The Hemingses of Monticello
By Annette
Gordon-Reed
W. W. Norton & Company
With
a heavy pre-release advertising campaign, Annette Gordon-Reed’s magnum opus, The
Hemingses of Monticello, was launched by her publisher W. W. Norton in
September 2008. What followed was an extensive book-tour to sell this “non-fiction”
tome of 798 pages of garbled facts and half-truths. It expands for page after
page on the tiniest shreds of history. It seems clear that Ms. Gordon-Reed has
been getting paranormal help. One reviewer claimed Ms. Gordon-Reed was able to “make
silent records speak.” She is an expert at literary slight of hand—taking an
innocent fact and spinning it to prop up the insupportable.
In an
interview by Publisher’s Weekly in October 2001, she announced her
contract to do a book on the Hemings family.
Gordon-Reed noted there was so little material available that the book
couldn’t be a biography of Sally Hemings, but would “follow a couple of the
descendants” and “probably stick to the 19th century.” Seven years later her book is a shameless
exploitation of a handful of well-known and lesser known historical figures who
have become in her own words “vehicles” to politically condemn America from the
beginning as racist, sexist and classist.
The reader is forced to view American history through the distorted lens
of the author. The “moral” of her story
is that “white supremacy” and its offspring “oppression” created the “down-right
mean” country that we live in. She makes the incredible statement that of all
the degradations suffered by “workers” and women in the world today—“none of
these conditions approach the systematic degradation and violence of American
slavery sanctioned by state and church.” Torture and death camps in Dachau, the
Gulags, the killing fields of Cambodia or Darfur are not excepted by her view. This
single statement is reason enough to eschew this volume.
The
book is neither a user friendly travel guide to the past, nor is it helpful to
researchers who have in fact studied the “origins” of the Hemings family and
the “immigrant” John Wayles, father of Thomas Jefferson’s wife who Gordon-Reed
alleges is the father of Sally Hemings and several of her siblings. She takes
no pains to go into any more depth of research than our book published in 2002
which described in detail the life of John Wayles and provided documented
material on the Hemings family origins. Borrowing heavily as she followed our
steps she vigorously argued, while failing to acknowledge us as her mystery
opponents.
The
back cover of this book has praising blurbs from Edmund S. Morgan, Joseph J.

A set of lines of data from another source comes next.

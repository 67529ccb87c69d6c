//! SQLite-backed repository sync audit.
//!
//! One row per repository carries the incremental sync cursor
//! (`successful_sync_time`) and the outcome of the last attempt. The
//! activity phase walks rows never-synced and longest-stale first.
//!
//! Synchronous rusqlite calls run under `tokio::task::spawn_blocking` so
//! they never stall the async runtime.

use std::path::Path;
use std::sync::{Arc, Mutex};

use chrono::{DateTime, SecondsFormat, Utc};
use rusqlite::{params, Connection, OptionalExtension, Row};
use thiserror::Error;

/// Current schema version. Increment on schema changes and add migration
/// steps in `run_migrations`.
const CURRENT_SCHEMA_VERSION: i64 = 1;

#[derive(Debug, Error)]
pub enum AuditError {
    #[error("audit store failed to {operation}: {message}")]
    Storage { operation: String, message: String },

    #[error("audit store data corruption: {0}")]
    DataCorruption(String),
}

impl AuditError {
    fn storage(operation: &str, message: impl ToString) -> Self {
        AuditError::Storage {
            operation: operation.to_string(),
            message: message.to_string(),
        }
    }
}

/// One audit row.
#[derive(Debug, Clone, PartialEq, Eq)]
pub struct RepoSyncAudit {
    /// Repository slug; unique.
    pub id: String,
    pub repo_name: String,
    pub workspace_slug: String,
    /// The incremental cursor; `None` until the first successful sync window.
    pub successful_sync_time: Option<DateTime<Utc>>,
    pub success: bool,
    pub error_context: Option<String>,
    pub created_at: DateTime<Utc>,
    pub updated_at: DateTime<Utc>,
}

/// Fields for a first-sighting insert; everything else starts empty.
#[derive(Debug, Clone)]
pub struct NewRepoSyncAudit {
    pub id: String,
    pub repo_name: String,
    pub workspace_slug: String,
}

/// Outcome written back after a sync attempt.
#[derive(Debug, Clone)]
pub struct SyncOutcome {
    pub successful_sync_time: DateTime<Utc>,
    pub success: bool,
    pub error_context: Option<String>,
}
//! Bitbucket Cloud integration: wire types, the retrying API client, and
//! the pull-phase service.

mod client;
mod service;
mod types;

pub use client::{ApiClient, ApiClientError, MAX_ATTEMPTS};
pub use service::BitbucketCloudService;
pub use types::{
    Branch, BranchRef, Commit, CommitAuthor, Link, Links, Paginated, PullRequest, Repository,
    User, Workspace, PR_STATE_OPEN,
};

Ellis, David Levering Lewis, David W. Blight, Peter Onuf, and John Hope
Franklin. In addition, Dr. and Mrs. Edmund Morgan had a lengthy, praise-filled
article on the book in the New York Review of Books. Professor Eric
Foner of Columbia University, although neither quoted nor featured in
Gordon-Reed’s book, nevertheless graciously endorses the book in the New
York Times and the International Herald Tribune. He does warn the reader that she is
repetitious and that the book is too long. However, he fails to warn the reader
that she is repetitious in her condemnation of white people. Numerous reviews
of the book have appeared in the “MainStreamMedia” with similar praise and no
criticism of the length, repetition, or racist rants. At two hundred pages, it
may have been a bad book still, but it would have been a little more tolerable.
With the media buzz that has been created, you can expect the book in your
local public library.
To
best understand Gordon-Reed, one should read David Horowitz’s 2000 book, Hating
Whitey—and other Progressive Causes first.
If you think Rev. Jeremiah Wright and Annette Gordon-Reed are oddball
and not representative of a slice of America today, you must read Hating
Whitey soon. America has been under attack for years by the radical left
who have used the politics of victimization to denigrate and condemn Western
Civilization.
A
country that has been exceptional for the opportunity that has been offered to
all who are willing to work and assimilate deserves a better family story.
History
written in the manner of The Hemingses of Monticello is not about
understanding ordinary people who lived long ago. It is all about the radical
politicization of history and the ingratitude of a middle-class woman who has
done very well in this “oppressive” society.